## THE PROBLEM
Pull every line that includes the word "bail" out of the data below and copy it.

Records drawn from a dataset
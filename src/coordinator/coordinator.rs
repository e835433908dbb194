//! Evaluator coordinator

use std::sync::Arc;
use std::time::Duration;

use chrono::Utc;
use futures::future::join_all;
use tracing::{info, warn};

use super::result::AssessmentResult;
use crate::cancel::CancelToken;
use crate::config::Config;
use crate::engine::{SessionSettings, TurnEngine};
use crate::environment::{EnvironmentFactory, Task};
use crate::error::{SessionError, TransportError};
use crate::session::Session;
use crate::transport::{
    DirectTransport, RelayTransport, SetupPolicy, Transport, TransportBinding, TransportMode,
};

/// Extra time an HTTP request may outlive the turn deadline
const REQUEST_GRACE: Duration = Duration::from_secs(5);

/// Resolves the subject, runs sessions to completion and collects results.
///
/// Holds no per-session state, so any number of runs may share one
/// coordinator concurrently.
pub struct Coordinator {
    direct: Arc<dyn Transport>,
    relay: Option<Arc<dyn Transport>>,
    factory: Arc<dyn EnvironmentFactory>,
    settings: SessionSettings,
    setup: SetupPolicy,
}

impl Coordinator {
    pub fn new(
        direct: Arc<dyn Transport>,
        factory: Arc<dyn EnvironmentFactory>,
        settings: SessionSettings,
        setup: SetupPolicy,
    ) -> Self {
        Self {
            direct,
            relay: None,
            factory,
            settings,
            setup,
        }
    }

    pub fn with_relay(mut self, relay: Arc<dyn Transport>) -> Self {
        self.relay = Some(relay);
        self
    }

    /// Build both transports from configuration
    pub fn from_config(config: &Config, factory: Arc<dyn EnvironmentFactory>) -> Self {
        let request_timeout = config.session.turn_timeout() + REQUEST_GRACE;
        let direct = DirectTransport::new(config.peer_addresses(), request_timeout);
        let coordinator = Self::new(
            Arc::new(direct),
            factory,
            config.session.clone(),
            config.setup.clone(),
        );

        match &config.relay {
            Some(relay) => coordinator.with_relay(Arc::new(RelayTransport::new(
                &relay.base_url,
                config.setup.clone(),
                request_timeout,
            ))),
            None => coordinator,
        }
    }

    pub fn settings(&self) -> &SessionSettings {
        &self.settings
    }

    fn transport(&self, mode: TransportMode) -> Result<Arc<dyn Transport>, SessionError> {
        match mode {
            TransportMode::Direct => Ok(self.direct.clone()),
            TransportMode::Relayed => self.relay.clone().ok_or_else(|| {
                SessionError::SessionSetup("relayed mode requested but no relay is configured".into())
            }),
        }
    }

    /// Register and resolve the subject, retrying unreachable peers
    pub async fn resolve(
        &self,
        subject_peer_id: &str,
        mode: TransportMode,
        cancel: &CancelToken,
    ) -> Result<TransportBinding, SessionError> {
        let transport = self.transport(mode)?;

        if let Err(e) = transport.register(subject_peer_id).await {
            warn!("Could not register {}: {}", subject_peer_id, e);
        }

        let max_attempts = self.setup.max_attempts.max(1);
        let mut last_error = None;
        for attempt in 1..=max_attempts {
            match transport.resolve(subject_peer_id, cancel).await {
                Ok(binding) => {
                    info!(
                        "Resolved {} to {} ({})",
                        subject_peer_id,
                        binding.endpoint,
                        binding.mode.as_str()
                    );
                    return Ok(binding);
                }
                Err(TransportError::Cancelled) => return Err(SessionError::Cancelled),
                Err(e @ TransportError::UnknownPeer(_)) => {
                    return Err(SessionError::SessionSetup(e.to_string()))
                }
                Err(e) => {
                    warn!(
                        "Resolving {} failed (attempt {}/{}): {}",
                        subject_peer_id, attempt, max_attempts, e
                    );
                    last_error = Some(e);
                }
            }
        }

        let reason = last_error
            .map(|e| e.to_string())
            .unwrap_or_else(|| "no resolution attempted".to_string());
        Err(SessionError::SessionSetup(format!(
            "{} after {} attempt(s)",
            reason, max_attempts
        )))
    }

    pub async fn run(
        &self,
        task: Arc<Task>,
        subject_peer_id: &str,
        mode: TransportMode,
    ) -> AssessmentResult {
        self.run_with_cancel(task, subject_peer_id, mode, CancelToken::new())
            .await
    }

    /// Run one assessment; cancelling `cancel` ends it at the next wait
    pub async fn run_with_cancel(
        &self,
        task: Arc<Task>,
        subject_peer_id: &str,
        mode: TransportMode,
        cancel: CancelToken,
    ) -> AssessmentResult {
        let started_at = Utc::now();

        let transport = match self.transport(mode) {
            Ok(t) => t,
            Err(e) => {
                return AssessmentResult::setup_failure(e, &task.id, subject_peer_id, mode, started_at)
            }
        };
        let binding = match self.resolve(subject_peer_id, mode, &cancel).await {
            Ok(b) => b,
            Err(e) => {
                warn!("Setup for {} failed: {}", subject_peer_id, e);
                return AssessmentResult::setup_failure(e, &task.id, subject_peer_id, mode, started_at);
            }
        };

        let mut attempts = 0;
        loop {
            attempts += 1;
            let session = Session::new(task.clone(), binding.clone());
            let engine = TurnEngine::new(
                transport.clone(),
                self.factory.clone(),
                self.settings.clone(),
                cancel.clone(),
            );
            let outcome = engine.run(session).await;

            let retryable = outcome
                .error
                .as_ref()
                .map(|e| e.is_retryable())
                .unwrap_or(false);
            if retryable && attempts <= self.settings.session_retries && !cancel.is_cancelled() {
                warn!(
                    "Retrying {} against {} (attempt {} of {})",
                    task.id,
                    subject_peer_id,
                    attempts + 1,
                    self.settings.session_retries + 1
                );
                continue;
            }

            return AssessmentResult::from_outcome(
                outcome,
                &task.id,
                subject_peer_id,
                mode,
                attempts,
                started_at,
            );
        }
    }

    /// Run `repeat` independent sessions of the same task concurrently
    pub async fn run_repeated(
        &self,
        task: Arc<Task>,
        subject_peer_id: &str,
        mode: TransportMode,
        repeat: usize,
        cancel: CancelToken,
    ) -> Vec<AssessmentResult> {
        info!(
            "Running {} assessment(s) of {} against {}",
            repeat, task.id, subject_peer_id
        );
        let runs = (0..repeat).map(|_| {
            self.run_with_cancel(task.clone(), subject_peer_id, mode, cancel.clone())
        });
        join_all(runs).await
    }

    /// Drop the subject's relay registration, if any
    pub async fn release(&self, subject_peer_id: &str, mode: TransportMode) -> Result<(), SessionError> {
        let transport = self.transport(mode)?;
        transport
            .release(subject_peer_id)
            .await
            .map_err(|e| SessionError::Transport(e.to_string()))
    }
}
--
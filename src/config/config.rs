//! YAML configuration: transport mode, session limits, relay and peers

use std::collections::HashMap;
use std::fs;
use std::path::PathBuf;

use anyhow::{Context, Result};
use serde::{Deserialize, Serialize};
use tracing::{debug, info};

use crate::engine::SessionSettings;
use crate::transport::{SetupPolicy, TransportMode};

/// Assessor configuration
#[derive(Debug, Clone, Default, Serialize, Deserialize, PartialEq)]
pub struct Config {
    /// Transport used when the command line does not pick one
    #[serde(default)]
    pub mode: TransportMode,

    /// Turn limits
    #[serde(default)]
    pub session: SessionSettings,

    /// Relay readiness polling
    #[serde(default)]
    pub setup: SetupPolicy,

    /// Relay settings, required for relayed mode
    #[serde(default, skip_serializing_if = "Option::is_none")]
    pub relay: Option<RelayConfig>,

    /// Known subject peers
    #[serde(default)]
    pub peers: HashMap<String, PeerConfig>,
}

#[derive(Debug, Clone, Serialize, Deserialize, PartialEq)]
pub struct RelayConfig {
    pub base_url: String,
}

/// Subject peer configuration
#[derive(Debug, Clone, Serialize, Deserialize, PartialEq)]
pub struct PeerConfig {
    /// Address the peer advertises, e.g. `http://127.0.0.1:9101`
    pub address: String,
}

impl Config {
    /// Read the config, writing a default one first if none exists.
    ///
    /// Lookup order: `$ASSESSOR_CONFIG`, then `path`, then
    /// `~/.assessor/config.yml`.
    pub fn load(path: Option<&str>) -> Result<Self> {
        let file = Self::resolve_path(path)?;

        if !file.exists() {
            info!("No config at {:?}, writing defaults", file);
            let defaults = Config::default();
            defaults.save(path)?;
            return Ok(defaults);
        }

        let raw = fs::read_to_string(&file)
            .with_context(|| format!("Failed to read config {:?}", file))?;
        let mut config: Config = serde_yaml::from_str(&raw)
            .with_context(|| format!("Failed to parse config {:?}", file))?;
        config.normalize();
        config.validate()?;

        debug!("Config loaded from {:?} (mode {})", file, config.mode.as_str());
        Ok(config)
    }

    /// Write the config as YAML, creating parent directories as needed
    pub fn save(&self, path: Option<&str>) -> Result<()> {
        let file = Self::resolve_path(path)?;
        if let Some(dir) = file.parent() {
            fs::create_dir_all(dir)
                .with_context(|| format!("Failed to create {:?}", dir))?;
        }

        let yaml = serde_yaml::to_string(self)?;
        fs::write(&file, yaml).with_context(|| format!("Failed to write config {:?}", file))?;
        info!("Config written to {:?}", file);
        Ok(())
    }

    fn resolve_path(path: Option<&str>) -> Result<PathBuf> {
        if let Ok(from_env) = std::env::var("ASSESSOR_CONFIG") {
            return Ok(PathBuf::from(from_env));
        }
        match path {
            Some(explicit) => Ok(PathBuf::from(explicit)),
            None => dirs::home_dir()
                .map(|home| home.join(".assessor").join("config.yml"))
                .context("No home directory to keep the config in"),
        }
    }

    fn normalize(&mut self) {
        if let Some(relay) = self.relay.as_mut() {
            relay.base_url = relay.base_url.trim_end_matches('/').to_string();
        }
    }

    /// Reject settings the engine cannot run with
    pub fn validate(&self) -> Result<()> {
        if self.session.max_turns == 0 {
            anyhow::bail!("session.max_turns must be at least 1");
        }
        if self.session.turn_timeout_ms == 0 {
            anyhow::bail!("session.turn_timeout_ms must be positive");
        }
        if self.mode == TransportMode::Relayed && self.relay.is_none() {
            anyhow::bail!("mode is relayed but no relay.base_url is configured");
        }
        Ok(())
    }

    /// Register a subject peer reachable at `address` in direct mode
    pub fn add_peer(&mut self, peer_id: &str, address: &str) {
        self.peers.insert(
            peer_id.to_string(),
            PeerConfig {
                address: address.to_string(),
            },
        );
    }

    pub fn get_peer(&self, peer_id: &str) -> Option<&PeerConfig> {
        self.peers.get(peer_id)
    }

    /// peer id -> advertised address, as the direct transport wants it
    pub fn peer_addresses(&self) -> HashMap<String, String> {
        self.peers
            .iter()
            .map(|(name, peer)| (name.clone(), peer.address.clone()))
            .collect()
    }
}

## SOLUTION TO THIS EXERCISE
            anyhow::bail!("session.max_turns must be at least 1");
            anyhow::bail!("session.turn_timeout_ms must be positive");
            anyhow::bail!("mode is relayed but no relay.base_url is configured");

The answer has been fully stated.